La historia transcurre en la Francia ocupada, en el régimen de Vichy. En su viaje por el país, los hermanos Joffo se encuentran con unos cuantos ciudadanos franceses que no sólo comprenden sino bendicen esa actitud, quizá la más bochornosa de la historia reciente del país galo, de sumisión al fascismo de Petáin. Una de esas heridas del pasado que todo país tiene. Para Francia, sin duda, es el colaboracionismo con tanta intransigencia y maldad durante aquellos años. Pero, a la vez en el libro también aparece la bondad, la generosidad de las muchas personas que ayudan a los dos hermanos Joffo, desde una mujer que les da cobijo en una noche invernal hasta un médico que les echa un mano en un momento crítico para ellos. Así que, al lado de una de las mayores ignominias de la historia de la historia de la humanidad, la persecución fanática a millones de personas por el mero hecho de ser judías, nos encontramos también con la gente buena, con las personas que no comprenden tanto odio y ayudan a quienes padecen injusticias.

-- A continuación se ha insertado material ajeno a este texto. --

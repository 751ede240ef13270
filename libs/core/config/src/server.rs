use crate::{env_or_default, ConfigError, FromEnv};
use std::net::Ipv4Addr;

const DEFAULT_PORT: u16 = 3000;

/// HTTP listener settings for the monitor API
#[derive(Clone, Debug)]
pub struct ServerConfig {
    pub host: String,
    pub port: u16,
}

impl ServerConfig {
    pub fn new(host: impl Into<String>, port: u16) -> Self {
        Self {
            host: host.into(),
            port,
        }
    }

    /// Read `{prefix}_HOST` and `{prefix}_PORT`
    pub fn from_env_with_prefix(prefix: &str) -> Result<Self, ConfigError> {
        let host_key = format!("{}_HOST", prefix);
        let port_key = format!("{}_PORT", prefix);

        let host = env_or_default(&host_key, &Ipv4Addr::UNSPECIFIED.to_string());
        let port = env_or_default(&port_key, &DEFAULT_PORT.to_string())
            .parse()
            .map_err(|e| ConfigError::ParseError {
                key: port_key,
                details: format!("{}", e),
            })?;

        Ok(Self { host, port })
    }

    /// Get the server address as "host:port"
    pub fn address(&self) -> String {
        format!("{}:{}", self.host, self.port)
    }
}

impl FromEnv for ServerConfig {
    /// MONITOR_HOST defaults to 0.0.0.0, MONITOR_PORT to 3000
    fn from_env() -> Result<Self, ConfigError> {
        Self::from_env_with_prefix("MONITOR")
    }
}

impl Default for ServerConfig {
    fn default() -> Self {
        Self::new(Ipv4Addr::UNSPECIFIED.to_string(), DEFAULT_PORT)
    }
}
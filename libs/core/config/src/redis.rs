use crate::{env_parse, env_required, ConfigError, FromEnv};

/// Redis connection settings
#[derive(Clone, Debug)]
pub struct RedisConfig {
    pub url: String,
    /// Connection attempts retried at startup before giving up
    pub connect_retries: u32,
}

impl RedisConfig {
    pub fn new(url: impl Into<String>) -> Self {
        Self {
            url: url.into(),
            connect_retries: 3,
        }
    }

    pub fn with_connect_retries(mut self, retries: u32) -> Self {
        self.connect_retries = retries;
        self
    }
}

impl FromEnv for RedisConfig {
    /// Requires REDIS_URL; REDIS_CONNECT_RETRIES defaults to 3
    fn from_env() -> Result<Self, ConfigError> {
        Ok(Self {
            url: env_required("REDIS_URL")?,
            connect_retries: env_parse("REDIS_CONNECT_RETRIES", 3)?,
        })
    }
}
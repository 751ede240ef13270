use super::{Command, Gateway, GatewayResult, Reply, ScriptArg, ScriptCall};
use crate::error::GatewayError;
use crate::scripts::QueueScript;
use async_trait::async_trait;
use once_cell::sync::Lazy;
use redis::aio::{ConnectionManager, ConnectionManagerConfig};
use redis::{Client, Script, Value};
use std::collections::HashMap;
use std::future::Future;
use std::time::Duration;
use strum::IntoEnumIterator;
use tracing::{debug, info, warn};

static SCRIPTS: Lazy<HashMap<QueueScript, Script>> = Lazy::new(|| {
    QueueScript::iter()
        .map(|script| (script, Script::new(script.source())))
        .collect()
});

/// Gateway over a Redis server.
///
/// Blocking pops run on their own connection so they never stall the
/// multiplexed connection used by every other command. That connection has
/// no client-side response timeout: `BLMOVE` is bounded by its own server-side
/// timeout, and a client that gives up first would drop a reply whose element
/// the server has already moved.
#[derive(Clone)]
pub struct RedisGateway {
    conn: ConnectionManager,
    blocking: ConnectionManager,
}

impl RedisGateway {
    /// Connect and verify with PING
    pub async fn connect(url: &str) -> redis::RedisResult<Self> {
        info!("Attempting to connect to Redis at {}", url);

        let client = Client::open(url)?;
        let conn = ConnectionManager::new(client.clone()).await?;
        let blocking =
            ConnectionManager::new_with_config(client, ConnectionManagerConfig::new().set_response_timeout(None))
                .await?;

        let mut check = conn.clone();
        let _: String = redis::cmd("PING").query_async(&mut check).await?;

        info!("Successfully connected to Redis");
        Ok(Self { conn, blocking })
    }

    /// Build from existing connection managers
    pub fn new(conn: ConnectionManager, blocking: ConnectionManager) -> Self {
        Self { conn, blocking }
    }

    fn conn(&self) -> ConnectionManager {
        self.conn.clone()
    }
}

fn to_reply(value: Value) -> GatewayResult<Reply> {
    Ok(match value {
        Value::Nil => Reply::Nil,
        Value::Okay => Reply::Okay,
        Value::Int(n) => Reply::Integer(n),
        Value::SimpleString(s) => Reply::Data(s),
        Value::BulkString(bytes) => Reply::Data(
            String::from_utf8(bytes).map_err(|e| GatewayError::protocol(e.to_string()))?,
        ),
        Value::Array(items) => Reply::Bulk(items.into_iter().map(to_reply).collect::<GatewayResult<_>>()?),
        Value::ServerError(e) => return Err(GatewayError::protocol(format!("{:?}", e))),
        other => return Err(GatewayError::protocol(format!("unsupported reply {:?}", other))),
    })
}

fn to_score(score: f64) -> i64 {
    score.round() as i64
}

#[async_trait]
impl Gateway for RedisGateway {
    async fn lpush(&self, key: &str, value: &str) -> GatewayResult<i64> {
        let len: i64 = redis::cmd("LPUSH").arg(key).arg(value).query_async(&mut self.conn()).await?;
        Ok(len)
    }

    async fn rpop(&self, key: &str) -> GatewayResult<Option<String>> {
        let value: Option<String> = redis::cmd("RPOP").arg(key).query_async(&mut self.conn()).await?;
        Ok(value)
    }

    async fn lrange(&self, key: &str, start: isize, stop: isize) -> GatewayResult<Vec<String>> {
        let items: Vec<String> = redis::cmd("LRANGE")
            .arg(key)
            .arg(start)
            .arg(stop)
            .query_async(&mut self.conn())
            .await?;
        Ok(items)
    }

    async fn llen(&self, key: &str) -> GatewayResult<usize> {
        let len: usize = redis::cmd("LLEN").arg(key).query_async(&mut self.conn()).await?;
        Ok(len)
    }

    async fn lrem(&self, key: &str, count: isize, value: &str) -> GatewayResult<usize> {
        let removed: usize = redis::cmd("LREM")
            .arg(key)
            .arg(count)
            .arg(value)
            .query_async(&mut self.conn())
            .await?;
        Ok(removed)
    }

    async fn blocking_move(
        &self,
        source: &str,
        destination: &str,
        timeout: Duration,
    ) -> GatewayResult<Option<String>> {
        let mut conn = self.blocking.clone();
        let value: Option<String> = redis::cmd("BLMOVE")
            .arg(source)
            .arg(destination)
            .arg("RIGHT")
            .arg("LEFT")
            .arg(timeout.as_secs_f64())
            .query_async(&mut conn)
            .await?;
        Ok(value)
    }

    async fn zadd(&self, key: &str, member: &str, score: i64) -> GatewayResult<bool> {
        let added: i64 = redis::cmd("ZADD")
            .arg(key)
            .arg(score)
            .arg(member)
            .query_async(&mut self.conn())
            .await?;
        Ok(added == 1)
    }

    async fn zrange_by_score(
        &self,
        key: &str,
        min: i64,
        max: i64,
        offset: usize,
        count: usize,
    ) -> GatewayResult<Vec<(String, i64)>> {
        let items: Vec<(String, f64)> = redis::cmd("ZRANGEBYSCORE")
            .arg(key)
            .arg(min)
            .arg(max)
            .arg("WITHSCORES")
            .arg("LIMIT")
            .arg(offset)
            .arg(count)
            .query_async(&mut self.conn())
            .await?;
        Ok(items.into_iter().map(|(m, s)| (m, to_score(s))).collect())
    }

    async fn zrange(&self, key: &str, start: isize, stop: isize) -> GatewayResult<Vec<(String, i64)>> {
        let items: Vec<(String, f64)> = redis::cmd("ZRANGE")
            .arg(key)
            .arg(start)
            .arg(stop)
            .arg("WITHSCORES")
            .query_async(&mut self.conn())
            .await?;
        Ok(items.into_iter().map(|(m, s)| (m, to_score(s))).collect())
    }

    async fn zcard(&self, key: &str) -> GatewayResult<usize> {
        let count: usize = redis::cmd("ZCARD").arg(key).query_async(&mut self.conn()).await?;
        Ok(count)
    }

    async fn zrem(&self, key: &str, member: &str) -> GatewayResult<bool> {
        let removed: i64 = redis::cmd("ZREM").arg(key).arg(member).query_async(&mut self.conn()).await?;
        Ok(removed == 1)
    }

    async fn hget(&self, key: &str, field: &str) -> GatewayResult<Option<String>> {
        let value: Option<String> = redis::cmd("HGET").arg(key).arg(field).query_async(&mut self.conn()).await?;
        Ok(value)
    }

    async fn hset(&self, key: &str, field: &str, value: &str) -> GatewayResult<()> {
        let _: i64 = redis::cmd("HSET")
            .arg(key)
            .arg(field)
            .arg(value)
            .query_async(&mut self.conn())
            .await?;
        Ok(())
    }

    async fn hdel(&self, key: &str, field: &str) -> GatewayResult<bool> {
        let removed: i64 = redis::cmd("HDEL").arg(key).arg(field).query_async(&mut self.conn()).await?;
        Ok(removed == 1)
    }

    async fn hgetall(&self, key: &str) -> GatewayResult<HashMap<String, String>> {
        let map: HashMap<String, String> = redis::cmd("HGETALL").arg(key).query_async(&mut self.conn()).await?;
        Ok(map)
    }

    async fn hincrby(&self, key: &str, field: &str, delta: i64) -> GatewayResult<i64> {
        let value: i64 = redis::cmd("HINCRBY")
            .arg(key)
            .arg(field)
            .arg(delta)
            .query_async(&mut self.conn())
            .await?;
        Ok(value)
    }

    async fn del(&self, key: &str) -> GatewayResult<bool> {
        let removed: i64 = redis::cmd("DEL").arg(key).query_async(&mut self.conn()).await?;
        Ok(removed == 1)
    }

    async fn ping(&self) -> GatewayResult<()> {
        let response: String = redis::cmd("PING").query_async(&mut self.conn()).await?;
        if response == "PONG" {
            Ok(())
        } else {
            Err(GatewayError::protocol(format!("unexpected PING response: {}", response)))
        }
    }

    async fn eval(&self, call: ScriptCall) -> GatewayResult<Reply> {
        let script = SCRIPTS
            .get(&call.script)
            .ok_or_else(|| GatewayError::protocol(format!("unknown script {}", call.script)))?;

        let mut invocation = script.prepare_invoke();
        for key in &call.keys {
            invocation.key(key);
        }
        for arg in &call.args {
            match arg {
                ScriptArg::Str(s) => invocation.arg(s),
                ScriptArg::Int(n) => invocation.arg(*n),
            };
        }

        debug!(script = %call.script, keys = ?call.keys, "Evaluating script");
        let value: Value = invocation.invoke_async(&mut self.conn()).await?;
        to_reply(value)
    }

    async fn exec_multi(&self, commands: Vec<Command>) -> GatewayResult<Vec<Reply>> {
        let mut pipe = redis::pipe();
        pipe.atomic();
        for command in &commands {
            match command {
                Command::LPush { key, value } => pipe.cmd("LPUSH").arg(key).arg(value),
                Command::LRem { key, count, value } => pipe.cmd("LREM").arg(key).arg(*count).arg(value),
                Command::ZAdd { key, score, member } => pipe.cmd("ZADD").arg(key).arg(*score).arg(member),
                Command::ZRem { key, member } => pipe.cmd("ZREM").arg(key).arg(member),
                Command::HSet { key, field, value } => pipe.cmd("HSET").arg(key).arg(field).arg(value),
                Command::HDel { key, field } => pipe.cmd("HDEL").arg(key).arg(field),
                Command::HIncrBy { key, field, delta } => pipe.cmd("HINCRBY").arg(key).arg(field).arg(*delta),
                Command::Del { key } => pipe.cmd("DEL").arg(key),
            };
        }

        let values: Vec<Value> = pipe.query_async(&mut self.conn()).await?;
        if values.len() != commands.len() {
            return Err(GatewayError::protocol(format!(
                "expected {} replies, got {}",
                commands.len(),
                values.len()
            )));
        }
        values.into_iter().map(to_reply).collect()
    }
}

/// Retry configuration for the initial connection
#[derive(Debug, Clone)]
pub struct RetryConfig {
    /// Maximum number of retry attempts
    pub max_retries: u32,

    /// Initial delay between retries in milliseconds
    pub initial_delay_ms: u64,

    /// Maximum delay between retries in milliseconds
    pub max_delay_ms: u64,

    /// Whether to add jitter to prevent thundering herd
    pub use_jitter: bool,
}

impl RetryConfig {
    pub fn new() -> Self {
        Self::default()
    }

    pub fn with_max_retries(mut self, max_retries: u32) -> Self {
        self.max_retries = max_retries;
        self
    }

    pub fn with_initial_delay(mut self, delay_ms: u64) -> Self {
        self.initial_delay_ms = delay_ms;
        self
    }

    pub fn without_jitter(mut self) -> Self {
        self.use_jitter = false;
        self
    }

    /// Delay before retry number `attempt` (1-based), doubling up to the cap
    pub fn delay_for(&self, attempt: u32) -> Duration {
        let delay = self
            .initial_delay_ms
            .saturating_mul(2u64.saturating_pow(attempt.saturating_sub(1)))
            .min(self.max_delay_ms);
        let delay = if self.use_jitter { apply_jitter(delay) } else { delay };
        Duration::from_millis(delay)
    }
}

impl Default for RetryConfig {
    fn default() -> Self {
        Self {
            max_retries: 3,
            initial_delay_ms: 100,
            max_delay_ms: 5000,
            use_jitter: true,
        }
    }
}

async fn retry_with_backoff<F, Fut, T, E>(mut operation: F, config: &RetryConfig) -> Result<T, E>
where
    F: FnMut() -> Fut,
    Fut: Future<Output = Result<T, E>>,
    E: std::fmt::Display,
{
    let mut attempt = 0;
    loop {
        match operation().await {
            Ok(result) => return Ok(result),
            Err(e) => {
                attempt += 1;
                if attempt > config.max_retries {
                    warn!("Operation failed after {} attempts: {}", config.max_retries, e);
                    return Err(e);
                }
                let delay = config.delay_for(attempt);
                debug!(
                    "Operation failed (attempt {}/{}): {}. Retrying in {:?}...",
                    attempt, config.max_retries, e, delay
                );
                tokio::time::sleep(delay).await;
            }
        }
    }
}

/// Random value between 50% and 100% of the delay
fn apply_jitter(delay: u64) -> u64 {
    use std::collections::hash_map::RandomState;
    use std::hash::BuildHasher;

    let random_factor =
        (RandomState::new().hash_one(std::time::SystemTime::now()) % 50) as f64 / 100.0 + 0.5;
    (delay as f64 * random_factor) as u64
}

/// Connect to Redis, retrying with exponential backoff and jitter
pub async fn connect_with_retry(url: &str, config: RetryConfig) -> redis::RedisResult<RedisGateway> {
    retry_with_backoff(|| RedisGateway::connect(url), &config).await
}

El sentido del humor, como digo, es una herramienta de la que se sirve Joseph Joffo para hacer menos dolorosa y traumática la lectura de la obra. Incluso entretenida y divertida por momentos, algo desde luego complicado hablando de algo tan serio, y adermás en primera persona. Ayuda, creo, a este tono de la novela el paso del tiempo (lo escribió unos 30 años después de los hechos narrados). Incluso recoge el autor cómo sus padres, quizá para hacerles más llevadero a los niños que nada comprenden, que incluso cuando se ven marcados con la estrella creen haber sido premiados por algo, cuentan chistes sobre la situación de los judíos, como aquel en el que un hombre cuenta "la culpa de todo lo tienen los judíos y los barberos". ¿Y por qué los barberos?", le responde otro.

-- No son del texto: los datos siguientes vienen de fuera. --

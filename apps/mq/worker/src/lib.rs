//! Queue Worker Service
//!
//! A background worker that consumes one queue and serves the monitor API.
//!
//! ## Architecture
//!
//! ```text
//! Redis (mq:{ns}:{queue}:ready)
//!   ↓ (blocking move into the consumer's processing list)
//! Consumer<LoggingHandler>
//!   ↓ ack / requeue / dead-letter
//! Redis (ready, scheduled, dead-letter)
//!
//! Monitor API (MONITOR_HOST:MONITOR_PORT)
//!   /health /ready /metrics /api/scheduler/* /api/dead-letter/*
//! ```
//!
//! ## Configuration
//!
//! - `REDIS_URL`, `REDIS_CONNECT_RETRIES`
//! - `MQ_QUEUE`, `MQ_NAMESPACE`
//! - `MQ_CONCURRENCY`, `MQ_RETRY_*`, `MQ_CONSUME_TIMEOUT_MS`, `MQ_MESSAGE_TTL_MS`, ...
//! - `MONITOR_HOST`, `MONITOR_PORT`
//! - `APP_ENV` (production: JSON logs), `RUST_LOG`

use async_trait::async_trait;
use core_config::{
    Environment, FromEnv, redis::RedisConfig, server::ServerConfig, tracing::init_tracing,
    tracing::install_color_eyre,
};
use eyre::{Result, WrapErr};
use message_queue::{
    ConsumeError, Consumer, ConsumerConfig, Message, MessageHandler, MonitorState, QueueContext, QueueSettings,
    RetryConfig, connect_with_retry, init_metrics, monitor_router,
};
use std::sync::Arc;
use tokio::net::TcpListener;
use tokio::signal;
use tokio::sync::broadcast::error::RecvError;
use tracing::{debug, error, info, warn};

/// Logs every delivered message and acknowledges it
pub struct LoggingHandler;

#[async_trait]
impl MessageHandler for LoggingHandler {
    async fn consume(&self, message: &Message) -> Result<(), ConsumeError> {
        info!(
            message_id = %message.id(),
            attempts = message.attempts(),
            body = %message.body(),
            "Message consumed"
        );
        Ok(())
    }

    async fn expired(&self, message: &Message) {
        warn!(message_id = %message.id(), "Message expired before delivery");
    }

    fn name(&self) -> &'static str {
        "logging"
    }
}

/// Start the monitor HTTP server
async fn start_monitor_server(state: MonitorState, config: ServerConfig) -> Result<()> {
    let app = monitor_router(state);

    let addr = config.address();
    let listener = TcpListener::bind(&addr)
        .await
        .wrap_err_with(|| format!("Failed to bind monitor server to {}", addr))?;

    info!(address = %addr, "Monitor server listening");

    axum::serve(listener, app)
        .await
        .wrap_err("Monitor server failed")?;

    Ok(())
}

/// Run the queue worker
///
/// 1. Sets up error reports, structured logging and Prometheus metrics
/// 2. Connects to Redis with retry
/// 3. Starts the consumer (with its embedded scheduler and garbage collector)
/// 4. Serves the monitor API until a shutdown signal arrives
///
/// # Errors
///
/// Returns an error if configuration is invalid, Redis cannot be reached or
/// the consumer fails to start or stop.
pub async fn run() -> Result<()> {
    install_color_eyre();
    let environment = Environment::from_env();
    init_tracing(&environment);
    init_metrics().wrap_err("Failed to initialize metrics")?;

    let name = env!("CARGO_PKG_NAME");
    let version = env!("CARGO_PKG_VERSION");
    info!(name, version, "Starting queue worker");

    let redis_config = RedisConfig::from_env().wrap_err("Failed to load Redis configuration")?;
    let queue_settings = QueueSettings::from_env().wrap_err("Failed to load queue settings")?;
    let consumer_config = ConsumerConfig::from_env().wrap_err("Failed to load consumer configuration")?;
    let server_config = ServerConfig::from_env().wrap_err("Failed to load monitor server configuration")?;

    info!("Connecting to Redis...");
    let retry = RetryConfig::new().with_max_retries(redis_config.connect_retries);
    let gateway = connect_with_retry(&redis_config.url, retry)
        .await
        .wrap_err("Failed to connect to Redis")?;
    let gateway = Arc::new(gateway);
    info!("Connected to Redis successfully");

    let queue = queue_settings.queue_name()?;
    info!(
        queue = %queue,
        concurrency = consumer_config.concurrency,
        retry_threshold = consumer_config.retry.threshold,
        retry_delay_ms = consumer_config.retry.delay.as_millis() as u64,
        scheduler = consumer_config.scheduler.is_some(),
        gc = consumer_config.gc.is_some(),
        "Worker configuration loaded"
    );

    let ctx = QueueContext::new(queue, gateway.clone());
    let consumer = Consumer::new(ctx, LoggingHandler, consumer_config);
    log_events(&consumer);

    let monitor_state = MonitorState::new(gateway, name, version);
    tokio::spawn(async move {
        if let Err(e) = start_monitor_server(monitor_state, server_config).await {
            error!(error = %e, "Monitor server failed");
        }
    });

    consumer.run().await.wrap_err("Failed to start consumer")?;
    info!(consumer_id = %consumer.id(), "Consumer running");

    shutdown_signal().await;

    consumer.shutdown().await.wrap_err("Failed to stop consumer")?;
    info!("Queue worker stopped");
    Ok(())
}

/// Forward consumer events to the debug log
fn log_events(consumer: &Consumer) {
    let mut events = consumer.events();
    tokio::spawn(async move {
        loop {
            match events.recv().await {
                Ok(event) => debug!(instance_id = %event.instance_id, event = ?event.event, "Consumer event"),
                Err(RecvError::Lagged(missed)) => debug!(missed, "Event log lagged"),
                Err(RecvError::Closed) => break,
            }
        }
    });
}

/// Wait for a shutdown signal (SIGINT or SIGTERM)
async fn shutdown_signal() {
    let ctrl_c = async {
        if let Err(e) = signal::ctrl_c().await {
            error!(error = %e, "Failed to listen for Ctrl+C");
            std::future::pending::<()>().await;
        }
    };

    #[cfg(unix)]
    let terminate = async {
        match signal::unix::signal(signal::unix::SignalKind::terminate()) {
            Ok(mut sigterm) => {
                sigterm.recv().await;
            }
            Err(e) => {
                error!(error = %e, "Failed to install SIGTERM handler");
                std::future::pending::<()>().await;
            }
        }
    };

    #[cfg(not(unix))]
    let terminate = std::future::pending::<()>();

    tokio::select! {
        _ = ctrl_c => {
            info!("Received Ctrl+C, initiating shutdown...");
        },
        _ = terminate => {
            info!("Received SIGTERM, initiating shutdown...");
        },
    }
}

#[cfg(test)]
mod tests {
    use super::*;
    use message_queue::{Gateway, MemoryGateway, QueueName};
    use serde_json::json;

    #[tokio::test]
    async fn test_logging_handler_acknowledges() {
        let handler = LoggingHandler;
        let message = Message::new(json!({"hello": "world"}));
        assert!(handler.consume(&message).await.is_ok());
        assert_eq!(handler.name(), "logging");
    }

    #[tokio::test]
    async fn test_worker_consumes_with_logging_handler() {
        let gateway = Arc::new(MemoryGateway::new());
        let ctx = QueueContext::new(QueueName::in_default("worker").unwrap(), gateway);
        let consumer = Consumer::new(
            ctx.clone(),
            LoggingHandler,
            ConsumerConfig::default()
                .with_block_timeout(std::time::Duration::from_millis(20))
                .with_scheduler(None)
                .with_gc(None),
        );
        ctx.gateway()
            .lpush(&ctx.keys().ready(), &Message::new(json!(1)).to_json().unwrap())
            .await
            .unwrap();

        consumer.run().await.unwrap();
        for _ in 0..200 {
            if ctx.counters().await.unwrap().acknowledged == 1 {
                break;
            }
            tokio::time::sleep(std::time::Duration::from_millis(10)).await;
        }
        consumer.shutdown().await.unwrap();
        assert_eq!(ctx.counters().await.unwrap().acknowledged, 1);
    }
}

En el epílogo de esta sencilla pero adorable novela basada en hechos reales, Jospeh Joffo habla de la necesidad de recordar el pasado, entre otras cosas, porque el pueblo que no conoce su historia está condenada a repetirla. Vivimos convencidos de que jamás se volverá a dar una locura colectiva como la del fascismo en Europa, pero lo cierto es que es muy aventurado afirmar tal cosa. El mejor antídoto contra el totalitarismo y el fanatismo es recordar todo el horror causado por el ser humano en un pasado no tan lejano. Nada hay tan frecuente en las discusiones de cualquier tipo como sacar a colación a los nazis, lo que sirve para banalizar ese régimen de odio e intolerancia. Así que no comparemos algunas de las injusticias discriminaciones que vivimos hoy con la acción criminal de los nazis, pero sí constatamos cuán necesario sigue siendo echar la vista atrás para ver que las ideologías del horror, de la superioridad racial, de la xenofobia y del fanatismo han causado tanto daño que deberíamos estar vacunados contra ellas. Leer sobre aquel pasado es adquirir anticuerpos contra la sinrazón. Por ejemplo, comprobar espantados cómo dos niños perdieron la inocencia hace no tanto y no tan lejos de donde estamos por ser judíos.